Я говорю не о моральном праве. Какой-нибудь Рожков верит в пролетарскую мораль (причем эта мораль меняется в зависимости от последнего съезда). Профессор Шологин ходит в церковь из протеста: он считает, что революция поставила у власти хамов, что хамы отобрали у него дом и что поэтому он должен класть поклоны перед каким-то плюгавым попиком. Нечто вроде тунгусов! Я понимаю, что мораль христианства по-своему высока. Но для меня это такой же вздор, как телефонный справочник за 1916 год. Говорят, что профессор Шологин бережет этот справочник и читает его, как Евангелие. Однако по старым номерам никого не вызовешь: ни культуру, ни господа-бога, ни городового.
О какой же морали может идти речь? Отец не верил ни в бога, ни в Маркса. Но у него еще что-то получалось. Он говорил: «нехорошо». Следовательно, он подозревал, что именно хорошо. Это была интеллигентская мораль: смесь Льва Толстого и либеральных газет. Мне даже этого не досталось. Если у меня имеются единомышленники, мы вправе претендовать на звание «беспризорных».

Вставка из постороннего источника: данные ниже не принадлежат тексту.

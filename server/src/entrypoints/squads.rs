use std::sync::Arc;

use gitrats_server::{
    db::{
        types::{JoinResult, MySquadRecord, NewSquad, SquadRole},
        Storage,
    },
    types::{
        CreateSquadRequest, JoinSquadRequest, JoinSquadResponse, MySquadResponse,
        SquadDetailsResponse, SquadResponse,
    },
};
use rocket::{http::Status, serde::json::Json, State};

use super::auth::AuthenticatedUser;

pub const MAX_SQUAD_NAME_LENGTH: usize = 64;

#[utoipa::path(context_path = "/api/squads", request_body = CreateSquadRequest, responses(
    (status = 200, description = "Create a squad owned by the caller", body = MySquadResponse),
    (status = 400, description = "Empty or too long name"),
    (status = 401, description = "Missing login header"),
    (status = 404, description = "Caller is not registered")
))]
#[post("/", data = "<squad>")]
pub async fn create_squad(
    caller: AuthenticatedUser,
    squad: Json<CreateSquadRequest>,
    storage: &State<Arc<dyn Storage>>,
) -> Result<Json<MySquadResponse>, Status> {
    let squad = squad.into_inner();
    let name = squad.name.trim();
    if name.is_empty() || name.chars().count() > MAX_SQUAD_NAME_LENGTH {
        return Err(Status::BadRequest);
    }
    let new_squad = NewSquad {
        name: name.to_string(),
        description: squad.description.filter(|d| !d.trim().is_empty()),
        is_private: squad.is_private,
    };

    match storage.create_squad(&caller.login, &new_squad).await {
        Ok(Some(record)) => {
            rocket::info!("{} created squad {}", caller.login, record.name);
            Ok(Json(
                MySquadRecord {
                    squad: record,
                    role: SquadRole::Admin.to_string(),
                }
                .into(),
            ))
        }
        Ok(None) => Err(Status::NotFound),
        Err(e) => {
            rocket::error!("Failed to create squad for {}: {e}", caller.login);
            Err(Status::InternalServerError)
        }
    }
}

#[utoipa::path(context_path = "/api/squads", responses(
    (status = 200, description = "Get public squads, newest first", body = [SquadResponse])
))]
#[get("/public")]
pub async fn get_public_squads(
    storage: &State<Arc<dyn Storage>>,
) -> Option<Json<Vec<SquadResponse>>> {
    let squads = match storage.get_public_squads().await {
        Err(e) => {
            rocket::error!("Failed to get public squads: {e}");
            return None;
        }
        Ok(value) => value,
    };
    Some(Json(squads.into_iter().map(Into::into).collect()))
}

#[utoipa::path(context_path = "/api/squads", responses(
    (status = 200, description = "Get squads the caller belongs to", body = [MySquadResponse]),
    (status = 401, description = "Missing login header")
))]
#[get("/my")]
pub async fn get_my_squads(
    caller: AuthenticatedUser,
    storage: &State<Arc<dyn Storage>>,
) -> Option<Json<Vec<MySquadResponse>>> {
    let squads = match storage.get_user_squads(&caller.login).await {
        Err(e) => {
            rocket::error!("Failed to get squads of {}: {e}", caller.login);
            return None;
        }
        Ok(value) => value,
    };
    Some(Json(squads.into_iter().map(Into::into).collect()))
}

#[utoipa::path(context_path = "/api/squads", request_body = JoinSquadRequest, responses(
    (status = 200, description = "Join a squad by invite code", body = JoinSquadResponse),
    (status = 400, description = "Caller is already a member"),
    (status = 401, description = "Missing login header"),
    (status = 404, description = "Unknown invite code or caller is not registered")
))]
#[post("/join", data = "<request>")]
pub async fn join_squad(
    caller: AuthenticatedUser,
    request: Json<JoinSquadRequest>,
    storage: &State<Arc<dyn Storage>>,
) -> Result<Json<JoinSquadResponse>, Status> {
    let code = request.code.trim().to_ascii_uppercase();
    match storage.join_squad(&caller.login, &code).await {
        Ok(JoinResult::Joined { squad_id, role }) => {
            rocket::info!("{} joined squad {squad_id}", caller.login);
            Ok(Json(JoinSquadResponse {
                squad_id: squad_id as u32,
                role: role.to_string(),
            }))
        }
        Ok(JoinResult::AlreadyMember) => Err(Status::BadRequest),
        Ok(JoinResult::InvalidCode | JoinResult::UnknownUser) => Err(Status::NotFound),
        Err(e) => {
            rocket::error!("Failed to join squad for {}: {e}", caller.login);
            Err(Status::InternalServerError)
        }
    }
}

/// Private squads are only visible to their members.
#[utoipa::path(context_path = "/api/squads", responses(
    (status = 200, description = "Get squad details with members ordered by XP", body = SquadDetailsResponse),
    (status = 404, description = "Unknown squad, or a private squad the caller is not in")
))]
#[get("/<id>")]
pub async fn get_squad(
    id: i32,
    caller: Option<AuthenticatedUser>,
    storage: &State<Arc<dyn Storage>>,
) -> Option<Json<SquadDetailsResponse>> {
    let squad = match storage.get_squad(id).await {
        Err(e) => {
            rocket::error!("Failed to get squad {id}: {e}");
            return None;
        }
        Ok(value) => value?,
    };
    if squad.squad.is_private {
        let caller = caller?;
        if !squad.members.iter().any(|member| caller.is(&member.login)) {
            return None;
        }
    }
    Some(Json(squad.into()))
}

pub fn stage() -> rocket::fairing::AdHoc {
    rocket::fairing::AdHoc::on_ignite("Installing squad entrypoints", |rocket| async {
        rocket.mount(
            "/api/squads",
            rocket::routes![
                create_squad,
                get_public_squads,
                get_my_squads,
                join_squad,
                get_squad
            ],
        )
    })
}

Когда я говорю, что не имею права губить Ирину, я не исхожу из каких-то абсолютных норм. Дело много проще. Мне неприятно об этом писать: я ведь начал дневник для борьбы с обязательным младенчеством, а вовсе не для сентиментальных излияний. Но все же следует признать, что речь идет о чувствах. Будь на месте Ирины Таня или еще кто-нибудь, я спокойно проделал бы все, а потом ушел бы. Ну было бы неприятно, и только. В конечном счете я не скопец и это, увы, не первое увлечение. Но сегодня я понял, что Ирина мне бесконечно дорога. Говоря откровенно, это единственное, к чему я привязался. Некоторые слова очищены долгим молчанием. После «Собачьих переулков» и «девах» Рожкова, я могу, не стыдясь, сказать, что я Ирину люблю. Именно любовь запрещает мне быть счастливым. Конечно, Ирина куда тоньше других девушек, которых я здесь встречал. Она любит Блока, а не Жарова, — это уже достаточно, чтобы почувствовать одиночество. Но все же Ирина веселая, живая девушка. Она прекрасно уживается со своими товарищами. Ее может растрогать какой-нибудь Сенька. Никто ей не скажет, что она «изгой». Она крепко стоит в жизни. Неужели я потащу ее туда, где я сам вижу только смерть, даже без красивого жеста? Если бы я был туберкулезным, я никогда не осмелился бы ее поцеловать. Но ведь моя болезнь еще страшней. От туберкулеза лечат, а от этого нет лекарств. Ирина мне доверяет. Я никогда не забуду, какими глазами она сегодня смотрела на меня. Она сама на грани — нельзя безнаказанно читать дневники Блока, а потом идти на взаимную чистку! Мне легко передать ей мою болезнь. Возможно, что в социальном плане я негодяй. Но в любви я постараюсь быть честным. Никогда я еще не писал так глупо! Это сбивается на дневник влюбленной девчонки. Недостает только поставить инициалы или нарисовать пронзенное сердце. Но от таких вещей никто не защищен.